Linker histone binding restricts nucleosome mobility and represses transcription independently of core histone acetylation
Acetylation of the core histones correlates with a deficiency of linker histones in newly assembled chromatin (Perry and Annunziato, 1989, 1991). It has also been suggested that core histone acetylation interferes with the association of linker histones with mononucleosomes (Juan et al., 1994). In contrast to these results, we have found that the chromatin of Xenopus embryonic nuclei in which core histones are maintained in a hyperacetylated state incorporate normal stoichiometries of histone H1 (Dimitrov et al., 1993).

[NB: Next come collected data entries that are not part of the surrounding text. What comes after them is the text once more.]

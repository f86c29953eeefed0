/// Player configuration
use crate::error::{PlayerError, Result};
use aural_core::MAX_GAP_SECONDS;
use aural_importer::ImportSettings;
use aural_playback::{PlaybackPreferences, NATIVE_FORMATS};
use serde::{Deserialize, Serialize};
use std::path::{Path, PathBuf};

/// Upper bound for an explicit batch size
const MAX_BATCH_SIZE: usize = 1024;

#[derive(Debug, Clone, PartialEq, Default, Deserialize, Serialize)]
pub struct AuralConfig {
    #[serde(default)]
    pub playback: PlaybackPreferences,

    #[serde(default)]
    pub import: ImportSettings,

    #[serde(default)]
    pub profiles: ProfileSettings,

    #[serde(default)]
    pub transport: TransportSettings,
}

#[derive(Debug, Clone, PartialEq, Deserialize, Serialize)]
pub struct ProfileSettings {
    /// JSON file holding remembered positions; None keeps them in memory only
    #[serde(default)]
    pub path: Option<PathBuf>,

    #[serde(default = "default_save_on_exit")]
    pub save_on_exit: bool,
}

#[derive(Debug, Clone, PartialEq, Deserialize, Serialize)]
pub struct TransportSettings {
    /// Playback clock multiplier for the simulated transport
    #[serde(default = "default_speed")]
    pub speed: f64,

    /// Extensions played without transcoding
    #[serde(default = "default_native_formats")]
    pub native_formats: Vec<String>,

    /// Simulated time a pass-through transcode takes
    #[serde(default = "default_transcode_delay_ms")]
    pub transcode_delay_ms: u64,
}

impl AuralConfig {
    /// Load configuration from an optional TOML file, then `AURAL__*` env vars
    ///
    /// Nested keys use a double underscore, e.g.
    /// `AURAL__PLAYBACK__GAP_BETWEEN_TRACKS=true`.
    pub fn load(path: Option<&Path>) -> Result<Self> {
        let mut settings = config::Config::builder();

        if let Some(path) = path {
            if !path.exists() {
                return Err(PlayerError::Config(format!(
                    "Config file not found: {}",
                    path.display()
                )));
            }
            settings = settings.add_source(config::File::from(path));
        }

        settings = settings.add_source(
            config::Environment::with_prefix("AURAL")
                .separator("__")
                .try_parsing(true),
        );

        let config = settings
            .build()
            .map_err(|e| PlayerError::Config(e.to_string()))?;

        let loaded: Self = config
            .try_deserialize()
            .map_err(|e| PlayerError::Config(e.to_string()))?;
        loaded.validate()?;
        Ok(loaded)
    }

    /// Validate configuration
    pub fn validate(&self) -> Result<()> {
        let playback = &self.playback;
        if !playback.primary_seek_length.is_valid() {
            return Err(PlayerError::Config(format!(
                "Invalid primary seek length: {:?}",
                playback.primary_seek_length
            )));
        }
        if !playback.secondary_seek_length.is_valid() {
            return Err(PlayerError::Config(format!(
                "Invalid secondary seek length: {:?}",
                playback.secondary_seek_length
            )));
        }

        let gap = playback.gap_between_tracks_duration;
        if !gap.is_finite() || gap < 0.0 {
            return Err(PlayerError::Config(format!(
                "Gap between tracks must be a non-negative number of seconds, got {gap}"
            )));
        }
        if gap > MAX_GAP_SECONDS {
            return Err(PlayerError::Config(format!(
                "Gap between tracks must be at most {MAX_GAP_SECONDS} seconds, got {gap}"
            )));
        }

        if self.import.batch_size > MAX_BATCH_SIZE {
            return Err(PlayerError::Config(format!(
                "Batch size {} exceeds {MAX_BATCH_SIZE} (use 0 for automatic)",
                self.import.batch_size
            )));
        }

        let speed = self.transport.speed;
        if !speed.is_finite() || speed <= 0.0 {
            return Err(PlayerError::Config(format!(
                "Transport speed must be positive, got {speed}"
            )));
        }

        Ok(())
    }
}

impl Default for ProfileSettings {
    fn default() -> Self {
        Self {
            path: None,
            save_on_exit: default_save_on_exit(),
        }
    }
}

impl Default for TransportSettings {
    fn default() -> Self {
        Self {
            speed: default_speed(),
            native_formats: default_native_formats(),
            transcode_delay_ms: default_transcode_delay_ms(),
        }
    }
}

// Default values
fn default_save_on_exit() -> bool {
    true
}

fn default_speed() -> f64 {
    1.0
}

fn default_native_formats() -> Vec<String> {
    NATIVE_FORMATS.iter().map(|f| (*f).to_string()).collect()
}

fn default_transcode_delay_ms() -> u64 {
    250
}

Moreover, mononucleosomes assembled using acetylated core histones and the Xenopus 5S rRNA gene also incorporate histone H5 without impediment (Ura et al., 1994). However, since dinucleosomes offer the opportunity to examine histone H1‐dependent transcriptional repression (Ura et al., 1995, 1996), and since histone H1 binds with different affinities to mononucleosome compared with dinucleosome substrates (Hayes et al., 1996; Nightingale et al., 1996a,b; Ura et al., 1996), we next explored whether linker histones would stabilize acetylated histone octamers comparably to controls and whether transcription would be repressed with similar efficiency.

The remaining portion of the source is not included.